[ACTIVITY]
Select all lines holding the word "NaiveDate" from the entries that follow.

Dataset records
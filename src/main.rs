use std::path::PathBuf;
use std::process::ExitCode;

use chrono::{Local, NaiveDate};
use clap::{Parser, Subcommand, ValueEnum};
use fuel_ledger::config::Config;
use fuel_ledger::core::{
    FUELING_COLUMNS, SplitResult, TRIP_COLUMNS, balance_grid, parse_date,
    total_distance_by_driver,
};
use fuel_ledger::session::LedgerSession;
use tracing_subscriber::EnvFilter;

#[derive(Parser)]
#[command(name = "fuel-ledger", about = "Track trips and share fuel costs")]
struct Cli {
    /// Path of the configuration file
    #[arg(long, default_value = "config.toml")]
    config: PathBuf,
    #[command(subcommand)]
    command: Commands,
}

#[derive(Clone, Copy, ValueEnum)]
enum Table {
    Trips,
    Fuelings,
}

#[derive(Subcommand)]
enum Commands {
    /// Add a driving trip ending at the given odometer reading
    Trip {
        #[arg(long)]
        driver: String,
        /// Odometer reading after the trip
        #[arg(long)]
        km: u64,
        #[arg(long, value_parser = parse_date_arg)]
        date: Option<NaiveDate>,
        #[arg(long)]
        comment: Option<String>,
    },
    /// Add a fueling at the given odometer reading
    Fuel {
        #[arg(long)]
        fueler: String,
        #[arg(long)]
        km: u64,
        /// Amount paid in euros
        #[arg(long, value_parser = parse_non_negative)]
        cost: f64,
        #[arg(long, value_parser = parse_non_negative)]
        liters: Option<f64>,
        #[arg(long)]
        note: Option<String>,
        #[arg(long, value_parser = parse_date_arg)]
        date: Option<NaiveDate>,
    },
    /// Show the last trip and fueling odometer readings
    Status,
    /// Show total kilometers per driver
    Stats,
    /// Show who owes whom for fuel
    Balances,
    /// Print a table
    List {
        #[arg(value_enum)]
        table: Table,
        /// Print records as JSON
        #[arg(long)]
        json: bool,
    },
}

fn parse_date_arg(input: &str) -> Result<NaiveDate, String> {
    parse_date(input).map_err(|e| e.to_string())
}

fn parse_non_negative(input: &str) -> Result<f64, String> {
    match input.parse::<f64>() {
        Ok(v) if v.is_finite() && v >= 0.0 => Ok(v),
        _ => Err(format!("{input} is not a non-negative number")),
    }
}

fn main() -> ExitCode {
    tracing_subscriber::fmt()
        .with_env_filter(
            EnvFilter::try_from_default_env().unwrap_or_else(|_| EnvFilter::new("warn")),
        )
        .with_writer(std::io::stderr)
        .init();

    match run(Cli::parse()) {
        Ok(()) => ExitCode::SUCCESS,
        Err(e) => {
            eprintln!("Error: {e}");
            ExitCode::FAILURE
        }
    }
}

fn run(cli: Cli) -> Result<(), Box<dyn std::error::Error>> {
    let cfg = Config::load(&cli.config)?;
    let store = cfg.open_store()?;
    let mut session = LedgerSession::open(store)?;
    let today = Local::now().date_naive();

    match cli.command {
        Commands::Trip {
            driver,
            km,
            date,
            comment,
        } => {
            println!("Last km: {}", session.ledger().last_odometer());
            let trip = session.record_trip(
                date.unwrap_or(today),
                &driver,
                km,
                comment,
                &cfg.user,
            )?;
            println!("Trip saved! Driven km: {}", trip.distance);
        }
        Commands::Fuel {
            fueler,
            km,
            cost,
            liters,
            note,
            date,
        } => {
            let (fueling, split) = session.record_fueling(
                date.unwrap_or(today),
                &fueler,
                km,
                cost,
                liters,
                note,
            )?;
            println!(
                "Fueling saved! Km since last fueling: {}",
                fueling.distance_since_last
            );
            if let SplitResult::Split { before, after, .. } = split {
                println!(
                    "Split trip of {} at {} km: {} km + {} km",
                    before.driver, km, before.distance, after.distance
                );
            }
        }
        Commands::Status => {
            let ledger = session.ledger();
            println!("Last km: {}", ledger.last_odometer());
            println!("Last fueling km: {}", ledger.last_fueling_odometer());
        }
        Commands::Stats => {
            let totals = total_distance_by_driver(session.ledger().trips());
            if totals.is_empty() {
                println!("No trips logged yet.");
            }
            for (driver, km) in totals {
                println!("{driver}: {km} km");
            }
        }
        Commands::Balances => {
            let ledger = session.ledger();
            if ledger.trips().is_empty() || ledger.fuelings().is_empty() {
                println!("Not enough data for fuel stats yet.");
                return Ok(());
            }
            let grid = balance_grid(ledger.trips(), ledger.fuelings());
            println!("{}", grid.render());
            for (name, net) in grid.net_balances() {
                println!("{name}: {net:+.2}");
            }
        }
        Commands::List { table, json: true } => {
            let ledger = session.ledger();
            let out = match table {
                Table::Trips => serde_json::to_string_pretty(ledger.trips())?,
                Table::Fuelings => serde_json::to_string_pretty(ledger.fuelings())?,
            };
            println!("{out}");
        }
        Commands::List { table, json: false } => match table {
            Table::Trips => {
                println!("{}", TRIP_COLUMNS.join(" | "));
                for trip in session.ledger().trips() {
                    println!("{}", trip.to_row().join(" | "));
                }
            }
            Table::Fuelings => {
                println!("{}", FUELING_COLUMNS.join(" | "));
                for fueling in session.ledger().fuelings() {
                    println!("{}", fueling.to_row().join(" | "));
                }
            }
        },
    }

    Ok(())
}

[RESULT]
use chrono::{Local, NaiveDate};
        date: Option<NaiveDate>,
        date: Option<NaiveDate>,
fn parse_date_arg(input: &str) -> Result<NaiveDate, String> {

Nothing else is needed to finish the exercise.